Two women, whose passion for riding and racing was nurtured in the English countryside, are determined to create history in the LONGINES International Jockeys’ Championship (IJC) at Happy Valley on Wednesday (4 December).
Hollie Doyle, 28, who rode her 1,000th career winner at Goodwood, West Sussex, in September, 2024, and Rachel King, 34, Oxford-born but now a ‘true blue’ Aussie after 11 years riding in Sydney, will bid to register a first female win in the series.
“It’s an honour to be selected,” says Doyle, “The HKJC (Hong Kong Jockey Club) pick jockeys from the best around the world that they know will be competitive and serious in their attempt to win the trophy. It creates quite an intense atmosphere.
“We all get on great. We know each other from travelling the world, but everyone is there for only one thing, and that is to win. It is the atmosphere it should be when you are riding at that level, competing for that amount of money. It’s intense, and that’s how I like it really,” she adds.
In 2020, Doyle became the first female to win a leg of the LONGINES IJC and went on to take equal third overall, while the following year she went one better to finish joint second. This is the fifth consecutive year she has been selected.
“I keep praying I will be asked back. It’s such a great competition. I hope I can get my name on that trophy one day. It would mean so much,” she said.
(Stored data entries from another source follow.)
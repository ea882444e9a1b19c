//! FUSE filesystem implementation.
//!
//! Every kernel request is translated into a [`Router`] call.  The router is
//! async and may hit the network, so each request is spawned onto the tokio
//! runtime with its reply moved into the task; the FUSE session thread
//! never blocks on the store.
//!
//! ```text
//! kernel ──▶ SecretsFuse (session thread) ──spawn──▶ Router ──▶ Provider
//!                                                      │
//!   reply ◀────────────────────────────────────────────┘
//! ```

use std::ffi::OsStr;
use std::future::Future;
use std::path::{Path, PathBuf};
use std::sync::Arc;
use std::time::{Duration, SystemTime, UNIX_EPOCH};

use anyhow::Context as _;
use fuser::{
    AccessFlags, BackgroundSession, Config, Errno, FileAttr, FileHandle, FileType, Filesystem,
    FopenFlags, Generation, INodeNo, LockOwner, OpenFlags, ReplyAttr, ReplyData, ReplyDirectory,
    ReplyEmpty, ReplyEntry, ReplyOpen, ReplyStatfs, Request,
};
use secretsfs_core::inode::ROOT_INODE;
use secretsfs_core::provider::{DirEntry, NodeAttr, NodeKind};
use secretsfs_core::router::{Router, VirtualNode};
use secretsfs_core::{Caller, FsError};
use tokio::runtime::Handle;
use tracing::{debug, info, warn};

use crate::caller;
use crate::options::MountOptions;

/// Attribute and entry cache lifetime handed to the kernel.
const TTL: Duration = Duration::from_secs(1);

/// Default upper bound on a single request, backend round-trips included.
pub const DEFAULT_REQUEST_TIMEOUT: Duration = Duration::from_secs(60);

/// errno reported for a filesystem error.
pub fn errno(e: &FsError) -> Errno {
    match e {
        FsError::NotFound => Errno::ENOENT,
        FsError::NotADirectory => Errno::ENOTDIR,
        FsError::IsADirectory => Errno::EISDIR,
        FsError::PermissionDenied(_) => Errno::EACCES,
        FsError::Forbidden => Errno::EPERM,
        FsError::Unavailable(_) | FsError::Configuration(_) => Errno::EIO,
    }
}

fn file_type(kind: NodeKind) -> FileType {
    match kind {
        NodeKind::Directory => FileType::Directory,
        NodeKind::File => FileType::RegularFile,
    }
}

fn make_attr(ino: u64, attr: NodeAttr, caller: &Caller, mtime: SystemTime) -> FileAttr {
    let (size, nlink) = match attr.kind {
        NodeKind::Directory => (4096u64, 2u32),
        NodeKind::File => (attr.size, 1u32),
    };
    FileAttr {
        ino: INodeNo(ino),
        size,
        blocks: size.div_ceil(512),
        atime: mtime,
        mtime,
        ctime: mtime,
        crtime: UNIX_EPOCH,
        kind: file_type(attr.kind),
        perm: attr.perm,
        nlink,
        uid: caller.uid,
        gid: caller.gid,
        rdev: 0,
        blksize: 4096,
        flags: 0,
    }
}

/// `.` and `..` followed by `children`, as `(inode, type, name)`.
fn dir_listing(
    router: &Router,
    node: &VirtualNode,
    children: Vec<DirEntry>,
) -> Vec<(u64, FileType, String)> {
    let parent = if node.is_root() {
        node.inode
    } else {
        parent_inode(router, &node.path)
    };
    let mut entries = Vec::with_capacity(children.len() + 2);
    entries.push((node.inode, FileType::Directory, ".".to_string()));
    entries.push((parent, FileType::Directory, "..".to_string()));
    entries.extend(
        children
            .into_iter()
            .map(|e| (e.inode, file_type(e.kind), e.name)),
    );
    entries
}

/// Inode of the directory containing `path`.
fn parent_inode(router: &Router, path: &str) -> u64 {
    match path.rsplit_once('/') {
        Some((parent, _)) if !parent.is_empty() => router.inodes().get_or_create(parent),
        _ => ROOT_INODE,
    }
}

/// The FUSE filesystem object.
pub struct SecretsFuse {
    router: Arc<Router>,
    runtime: Handle,
    timeout: Duration,
    mounted_at: SystemTime,
}

impl SecretsFuse {
    pub fn new(router: Arc<Router>, runtime: Handle) -> Self {
        Self {
            router,
            runtime,
            timeout: DEFAULT_REQUEST_TIMEOUT,
            mounted_at: SystemTime::now(),
        }
    }

    fn caller(&self, req: &Request) -> Result<Caller, Errno> {
        caller::resolve(req.uid(), req.gid()).ok_or_else(|| {
            debug!(uid = req.uid(), "refusing request from unknown user");
            Errno::EACCES
        })
    }

    /// Resolve the caller and the node a request addresses.
    fn prepare(&self, req: &Request, ino: INodeNo) -> Result<(Caller, VirtualNode), Errno> {
        let node = self.router.node(ino.0).ok_or(Errno::ENOENT)?;
        Ok((self.caller(req)?, node))
    }

    /// Run `fut` on the runtime and hand its outcome to `respond`.
    fn dispatch<T, Fut, R>(&self, op: &'static str, fut: Fut, respond: R)
    where
        T: Send + 'static,
        Fut: Future<Output = Result<T, FsError>> + Send + 'static,
        R: FnOnce(Result<T, Errno>) + Send + 'static,
    {
        let timeout = self.timeout;
        self.runtime.spawn(async move {
            let result = match tokio::time::timeout(timeout, fut).await {
                Ok(Ok(value)) => Ok(value),
                Ok(Err(e)) => {
                    debug!(op, error = %e, "request failed");
                    Err(errno(&e))
                }
                Err(_) => {
                    warn!(op, timeout_secs = timeout.as_secs(), "request timed out");
                    Err(Errno::ETIMEDOUT)
                }
            };
            respond(result);
        });
    }
}

impl Filesystem for SecretsFuse {
    fn lookup(&self, req: &Request, parent: INodeNo, name: &OsStr, reply: ReplyEntry) {
        let Some(name) = name.to_str().map(str::to_owned) else {
            reply.error(Errno::ENOENT);
            return;
        };
        let (caller, parent) = match self.prepare(req, parent) {
            Ok(v) => v,
            Err(e) => return reply.error(e),
        };
        let router = Arc::clone(&self.router);
        let mtime = self.mounted_at;
        self.dispatch(
            "lookup",
            async move {
                let (node, attr) = router.lookup(&parent.path, &name, &caller).await?;
                debug!(path = %node.path, ino = node.inode, "fuse lookup");
                Ok(make_attr(node.inode, attr, &caller, mtime))
            },
            move |result| match result {
                Ok(attr) => reply.entry(&TTL, &attr, Generation(0)),
                Err(e) => reply.error(e),
            },
        );
    }

    fn getattr(&self, req: &Request, ino: INodeNo, _fh: Option<FileHandle>, reply: ReplyAttr) {
        let (caller, node) = match self.prepare(req, ino) {
            Ok(v) => v,
            Err(e) => return reply.error(e),
        };
        let router = Arc::clone(&self.router);
        let mtime = self.mounted_at;
        self.dispatch(
            "getattr",
            async move {
                let attr = router.get_attributes(&node.path, &caller).await?;
                Ok(make_attr(node.inode, attr, &caller, mtime))
            },
            move |result| match result {
                Ok(attr) => reply.attr(&TTL, &attr),
                Err(e) => reply.error(e),
            },
        );
    }

    fn access(&self, _req: &Request, ino: INodeNo, _mask: AccessFlags, reply: ReplyEmpty) {
        // Authorisation is the store's business; only check the inode exists.
        match self.router.node(ino.0) {
            Some(_) => reply.ok(),
            None => reply.error(Errno::ENOENT),
        }
    }

    fn open(&self, req: &Request, ino: INodeNo, _flags: OpenFlags, reply: ReplyOpen) {
        let (caller, node) = match self.prepare(req, ino) {
            Ok(v) => v,
            Err(e) => return reply.error(e),
        };
        let router = Arc::clone(&self.router);
        self.dispatch(
            "open",
            async move { router.open(&node.path, &caller).await },
            // Content is fetched per read and its length may change.
            move |result| match result {
                Ok(fh) => reply.opened(FileHandle(fh), FopenFlags::FOPEN_DIRECT_IO),
                Err(e) => reply.error(e),
            },
        );
    }

    fn opendir(&self, _req: &Request, ino: INodeNo, _flags: OpenFlags, reply: ReplyOpen) {
        match self.router.node(ino.0) {
            Some(_) => reply.opened(FileHandle(0), FopenFlags::empty()),
            None => reply.error(Errno::ENOENT),
        }
    }

    fn read(
        &self,
        req: &Request,
        ino: INodeNo,
        _fh: FileHandle,
        offset: u64,
        size: u32,
        _flags: OpenFlags,
        _lock_owner: Option<LockOwner>,
        reply: ReplyData,
    ) {
        let (caller, node) = match self.prepare(req, ino) {
            Ok(v) => v,
            Err(e) => return reply.error(e),
        };
        let router = Arc::clone(&self.router);
        self.dispatch(
            "read",
            async move { router.read(&node.path, &caller, offset, size).await },
            move |result| match result {
                Ok(data) => reply.data(&data),
                Err(e) => reply.error(e),
            },
        );
    }

    fn readdir(
        &self,
        req: &Request,
        ino: INodeNo,
        _fh: FileHandle,
        offset: u64,
        mut reply: ReplyDirectory,
    ) {
        let (caller, node) = match self.prepare(req, ino) {
            Ok(v) => v,
            Err(e) => return reply.error(e),
        };
        let router = Arc::clone(&self.router);
        self.dispatch(
            "readdir",
            async move {
                let children = router.list_directory(&node.path, &caller).await?;
                Ok(dir_listing(&router, &node, children))
            },
            move |result| {
                let entries = match result {
                    Ok(entries) => entries,
                    Err(e) => return reply.error(e),
                };
                for (i, (child_ino, kind, name)) in entries.iter().enumerate() {
                    if (i as u64) < offset {
                        continue;
                    }
                    if reply.add(INodeNo(*child_ino), (i + 1) as u64, *kind, name) {
                        break;
                    }
                }
                reply.ok();
            },
        );
    }

    fn statfs(&self, _req: &Request, _ino: INodeNo, reply: ReplyStatfs) {
        let files = self.router.inodes().len() as u64;
        // blocks=0 (virtual); bfree/bavail=0 (read-only); namelen=255
        reply.statfs(0, 0, 0, files, 0, 4096, 255, 0);
    }
}

/// A handle to a mounted filesystem.
///
/// Dropping it unmounts: the `BackgroundSession` drop performs the kernel
/// unmount and `fusermount3 -u` cleans up if the session could not.
pub struct MountHandle {
    session: Option<BackgroundSession>,
    mountpoint: PathBuf,
}

impl MountHandle {
    pub fn mountpoint(&self) -> &Path {
        &self.mountpoint
    }
}

impl std::fmt::Debug for MountHandle {
    fn fmt(&self, f: &mut std::fmt::Formatter<'_>) -> std::fmt::Result {
        f.debug_struct("MountHandle")
            .field("mountpoint", &self.mountpoint)
            .finish_non_exhaustive()
    }
}

impl Drop for MountHandle {
    fn drop(&mut self) {
        drop(self.session.take());

        let _ = std::process::Command::new("fusermount3")
            .args(["-u", self.mountpoint.to_string_lossy().as_ref()])
            .output();
        info!(mountpoint = %self.mountpoint.display(), "unmounted");
    }
}

/// Mount `router` read-only at `mountpoint` and return a [`MountHandle`].
///
/// Requests are executed on `runtime`.
pub fn mount(
    router: Arc<Router>,
    runtime: Handle,
    mountpoint: &Path,
    options: &MountOptions,
) -> anyhow::Result<MountHandle> {
    let fuse = Arc::new(SecretsFuse::new(router, runtime));

    let mut config = Config::default();
    config.mount_options = options.mount_options();
    config.acl = options.acl();

    let session = fuser::spawn_mount2(ArcFuse(Arc::clone(&fuse)), mountpoint, &config)
        .with_context(|| format!("mount FUSE at {}", mountpoint.display()))?;
    info!(mountpoint = %mountpoint.display(), "mounted");

    Ok(MountHandle {
        session: Some(session),
        mountpoint: mountpoint.to_path_buf(),
    })
}

/// Newtype wrapper so we can pass `Arc<SecretsFuse>` as a `Filesystem`.
struct ArcFuse(Arc<SecretsFuse>);

impl Filesystem for ArcFuse {
    fn lookup(&self, req: &Request, parent: INodeNo, name: &OsStr, reply: ReplyEntry) {
        self.0.lookup(req, parent, name, reply);
    }

    fn getattr(&self, req: &Request, ino: INodeNo, fh: Option<FileHandle>, reply: ReplyAttr) {
        self.0.getattr(req, ino, fh, reply);
    }

    fn access(&self, req: &Request, ino: INodeNo, mask: AccessFlags, reply: ReplyEmpty) {
        self.0.access(req, ino, mask, reply);
    }

    fn open(&self, req: &Request, ino: INodeNo, flags: OpenFlags, reply: ReplyOpen) {
        self.0.open(req, ino, flags, reply);
    }

    fn opendir(&self, req: &Request, ino: INodeNo, flags: OpenFlags, reply: ReplyOpen) {
        self.0.opendir(req, ino, flags, reply);
    }

    fn read(
        &self,
        req: &Request,
        ino: INodeNo,
        fh: FileHandle,
        offset: u64,
        size: u32,
        flags: OpenFlags,
        lock_owner: Option<LockOwner>,
        reply: ReplyData,
    ) {
        self.0
            .read(req, ino, fh, offset, size, flags, lock_owner, reply);
    }

    fn readdir(
        &self,
        req: &Request,
        ino: INodeNo,
        fh: FileHandle,
        offset: u64,
        reply: ReplyDirectory,
    ) {
        self.0.readdir(req, ino, fh, offset, reply);
    }

    fn statfs(&self, req: &Request, ino: INodeNo, reply: ReplyStatfs) {
        self.0.statfs(req, ino, reply);
    }
}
Doyle’s father was a jumps jockey and her mother regularly rode in Arab horse races. Around horses from a very early age, she was a member of a Herefordshire pony club before riding in her first pony race at the age of nine — pony racing is a popular training ground for future jockeys — and after leaving school she took a job at a stable in Wales before a stint riding trackwork at Santa Anita, California, at the age of 16.